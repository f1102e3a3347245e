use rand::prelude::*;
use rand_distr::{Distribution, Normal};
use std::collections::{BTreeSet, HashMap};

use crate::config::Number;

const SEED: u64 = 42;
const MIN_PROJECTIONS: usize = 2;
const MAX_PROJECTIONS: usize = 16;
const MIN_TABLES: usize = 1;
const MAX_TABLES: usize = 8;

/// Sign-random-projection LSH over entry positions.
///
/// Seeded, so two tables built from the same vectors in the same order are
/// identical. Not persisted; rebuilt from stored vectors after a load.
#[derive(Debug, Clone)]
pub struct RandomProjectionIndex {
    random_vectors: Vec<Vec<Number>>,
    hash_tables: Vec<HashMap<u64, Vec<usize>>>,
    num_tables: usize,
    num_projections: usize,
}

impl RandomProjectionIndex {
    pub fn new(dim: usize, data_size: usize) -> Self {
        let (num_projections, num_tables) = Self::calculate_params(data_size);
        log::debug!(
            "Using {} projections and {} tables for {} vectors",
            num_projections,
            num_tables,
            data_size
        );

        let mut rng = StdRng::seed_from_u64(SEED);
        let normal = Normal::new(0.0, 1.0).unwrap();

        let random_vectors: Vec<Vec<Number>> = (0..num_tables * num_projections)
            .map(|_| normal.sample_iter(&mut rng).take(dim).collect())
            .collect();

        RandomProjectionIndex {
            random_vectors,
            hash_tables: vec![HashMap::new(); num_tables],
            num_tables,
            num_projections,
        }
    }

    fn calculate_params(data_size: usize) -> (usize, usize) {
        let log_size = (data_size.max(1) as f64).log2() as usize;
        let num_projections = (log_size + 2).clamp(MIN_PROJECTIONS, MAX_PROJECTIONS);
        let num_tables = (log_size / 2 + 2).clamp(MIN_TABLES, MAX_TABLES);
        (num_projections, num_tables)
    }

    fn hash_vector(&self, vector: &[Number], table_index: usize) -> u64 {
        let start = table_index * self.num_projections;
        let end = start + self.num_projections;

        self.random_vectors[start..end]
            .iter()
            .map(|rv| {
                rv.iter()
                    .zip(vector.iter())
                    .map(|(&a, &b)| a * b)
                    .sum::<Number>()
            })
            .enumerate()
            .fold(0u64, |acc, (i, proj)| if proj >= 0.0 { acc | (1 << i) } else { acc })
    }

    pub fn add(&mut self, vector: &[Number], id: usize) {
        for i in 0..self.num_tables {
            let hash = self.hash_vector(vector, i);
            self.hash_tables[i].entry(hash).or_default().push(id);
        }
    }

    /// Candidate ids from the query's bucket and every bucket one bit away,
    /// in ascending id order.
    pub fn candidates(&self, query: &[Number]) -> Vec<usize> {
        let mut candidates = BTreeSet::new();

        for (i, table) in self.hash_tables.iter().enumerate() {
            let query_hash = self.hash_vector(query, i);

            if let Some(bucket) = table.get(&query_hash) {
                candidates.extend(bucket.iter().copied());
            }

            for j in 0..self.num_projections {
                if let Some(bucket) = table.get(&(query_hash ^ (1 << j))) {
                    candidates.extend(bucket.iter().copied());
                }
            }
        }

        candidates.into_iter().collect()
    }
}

Work instructions:
After reading the listing, copy all of it out exactly.

Solved problem:
repository f1102e3a3347245e
use rand::prelude::*;
use rand_distr::{Distribution, Normal};
use std::collections::{BTreeSet, HashMap};

use crate::config::Number;

const SEED: u64 = 42;
const MIN_PROJECTIONS: usize = 2;
const MAX_PROJECTIONS: usize = 16;
const MIN_TABLES: usize = 1;
const MAX_TABLES: usize = 8;

/// Sign-random-projection LSH over entry positions.
///
/// Seeded, so two tables built from the same vectors in the same order are
/// identical. Not persisted; rebuilt from stored vectors after a load.
#[derive(Debug, Clone)]
pub struct RandomProjectionIndex {
    random_vectors: Vec<Vec<Number>>,
    hash_tables: Vec<HashMap<u64, Vec<usize>>>,
    num_tables: usize,
    num_projections: usize,
}

impl RandomProjectionIndex {
    pub fn new(dim: usize, data_size: usize) -> Self {
        let (num_projections, num_tables) = Self::calculate_params(data_size);
        log::debug!(
            "Using {} projections and {} tables for {} vectors",
            num_projections,
            num_tables,
            data_size
        );

        let mut rng = StdRng::seed_from_u64(SEED);
        let normal = Normal::new(0.0, 1.0).unwrap();

        let random_vectors: Vec<Vec<Number>> = (0..num_tables * num_projections)
            .map(|_| normal.sample_iter(&mut rng).take(dim).collect())
            .collect();

        RandomProjectionIndex {
            random_vectors,
            hash_tables: vec![HashMap::new(); num_tables],
            num_tables,
            num_projections,
        }
    }

    fn calculate_params(data_size: usize) -> (usize, usize) {
        let log_size = (data_size.max(1) as f64).log2() as usize;
        let num_projections = (log_size + 2).clamp(MIN_PROJECTIONS, MAX_PROJECTIONS);
        let num_tables = (log_size / 2 + 2).clamp(MIN_TABLES, MAX_TABLES);
        (num_projections, num_tables)
    }

    fn hash_vector(&self, vector: &[Number], table_index: usize) -> u64 {
        let start = table_index * self.num_projections;
        let end = start + self.num_projections;

        self.random_vectors[start..end]
            .iter()
            .map(|rv| {
                rv.iter()
                    .zip(vector.iter())
                    .map(|(&a, &b)| a * b)
                    .sum::<Number>()
            })
            .enumerate()
            .fold(0u64, |acc, (i, proj)| if proj >= 0.0 { acc | (1 << i) } else { acc })
    }

    pub fn add(&mut self, vector: &[Number], id: usize) {
        for i in 0..self.num_tables {
            let hash = self.hash_vector(vector, i);
            self.hash_tables[i].entry(hash).or_default().push(id);
        }
    }

    /// Candidate ids from the query's bucket and every bucket one bit away,
    /// in ascending id order.
    pub fn candidates(&self, query: &[Number]) -> Vec<usize> {
        let mut candidates = BTreeSet::new();

        for (i, table) in self.hash_tables.iter().enumerate() {
            let query_hash = self.hash_vector(query, i);

            if let Some(bucket) = table.get(&query_hash) {
                candidates.extend(bucket.iter().copied());
            }

            for j in 0..self.num_projections {
                if let Some(bucket) = table.get(&(query_hash ^ (1 << j))) {
                    candidates.extend(bucket.iter().copied());
                }
            }
        }

        candidates.into_iter().collect()
    }
}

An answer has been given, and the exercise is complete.